Pregnancy commonly causes lower blood pressure, especially during the first and second trimesters. The circulatory system expands rapidly to supply the developing baby, and blood pressure often dips before the body catches up with increased blood production. This is usually normal and resolves after delivery.
Severe Allergic Reactions and Infections
Two of the most dangerous causes of low blood pressure are anaphylaxis and sepsis. Both fall under a category called distributive shock, where blood vessels throughout the body suddenly relax and widen. This causes a dramatic drop in blood pressure because the same amount of blood is now filling a much larger space. The small blood vessels also become leaky, allowing fluid to seep out of the circulation and further reducing blood volume.
Anaphylaxis is a severe allergic reaction, often to foods like peanuts, insect stings, or certain medications. It can cause blood pressure to plummet within minutes. Sepsis happens when an infection triggers an overwhelming immune response that damages blood vessels throughout the body. Both are medical emergencies where the drop in pressure can prevent blood from reaching the brain, heart, and kidneys.
Nutritional Deficiencies
Not getting enough vitamin B12 or folate can contribute to low blood pressure, partly through their role in red blood cell production. When levels of these nutrients are too low, your body can’t make enough healthy red blood cells, leading to anemia. With fewer red blood cells carrying oxygen, the cardiovascular system is under strain, and blood pressure can fall.
Research published in the European Heart Journal found that people with vitamin B12 deficiency were more likely to experience fainting episodes. Those with the lowest B12 levels had significantly more lifetime fainting attacks compared to those with adequate levels. B12 and folate deficiencies may also affect blood pressure regulation through their influence on nervous system signaling. These deficiencies are especially common in older adults, vegetarians, and people with digestive conditions that impair nutrient absorption.
Nervous System Disorders
Your autonomic nervous system, the part that runs in the background controlling heart rate, digestion, and blood vessel tone, plays a central role in maintaining blood pressure. Conditions that damage this system can prevent your body from making the rapid adjustments needed to keep pressure stable. Parkinson’s disease, Lewy body dementia, pure autonomic failure, and amyloidosis all fall into this category.
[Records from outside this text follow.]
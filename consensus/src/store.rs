//! Epoch-scoped event persistence.
//!
//! Events are keyed by their raw identifier. Identifiers sort by
//! (epoch, lamport) and a parent's lamport is strictly below its child's,
//! so a plain key scan replays the epoch in a valid topological order and
//! a restarted engine rebuilds without a pending buffer.

use crate::engine::{Engine, Reporter};
use crate::Error;
use moira_codec::{Decode, Encode};
use moira_dag::event::Event;
use moira_dag::types::EventId;
use moira_kvdb::SharedKv;
use tracing::debug;

/// The event table of one `hashgraph-<epoch>` partition.
#[derive(Clone)]
pub struct EpochStore {
    kv: SharedKv,
}

impl EpochStore {
    pub fn new(kv: SharedKv) -> Self {
        Self { kv }
    }

    /// Persists an event. Not durable until the producer flushes.
    pub fn insert(&self, event: &Event) -> Result<(), Error> {
        self.kv
            .put(event.id().as_bytes(), &event.encode())
            .map_err(Error::from)
    }

    pub fn get(&self, id: &EventId) -> Result<Option<Event>, Error> {
        match self.kv.get(id.as_bytes())? {
            Some(raw) => Ok(Some(Event::decode(raw.as_slice())?)),
            None => Ok(None),
        }
    }

    pub fn has(&self, id: &EventId) -> Result<bool, Error> {
        self.kv.has(id.as_bytes()).map_err(Error::from)
    }

    /// Number of stored events.
    pub fn len(&self) -> Result<usize, Error> {
        let mut count = 0;
        for pair in self.kv.iterate(&[], None)? {
            pair?;
            count += 1;
        }
        Ok(count)
    }

    pub fn is_empty(&self) -> Result<bool, Error> {
        Ok(self.kv.iterate(&[], None)?.next().is_none())
    }

    /// Feeds every stored event into the engine in key order.
    pub fn replay<R: Reporter>(&self, engine: &mut Engine<R>) -> Result<usize, Error> {
        let mut replayed = 0;
        for pair in self.kv.iterate(&[], None)? {
            let (_, raw) = pair?;
            engine.process(Event::decode(raw.as_ref())?)?;
            replayed += 1;
        }
        debug!(events = replayed, "epoch replayed");
        Ok(replayed)
    }
}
People with these conditions often experience the most noticeable drops when changing position, but their blood pressure regulation can be unreliable throughout the day. The underlying issue isn’t the heart or blood volume, it’s the signaling system that coordinates the response. When those signals are disrupted, the heart doesn’t speed up when it should, and blood vessels don’t tighten when they need to.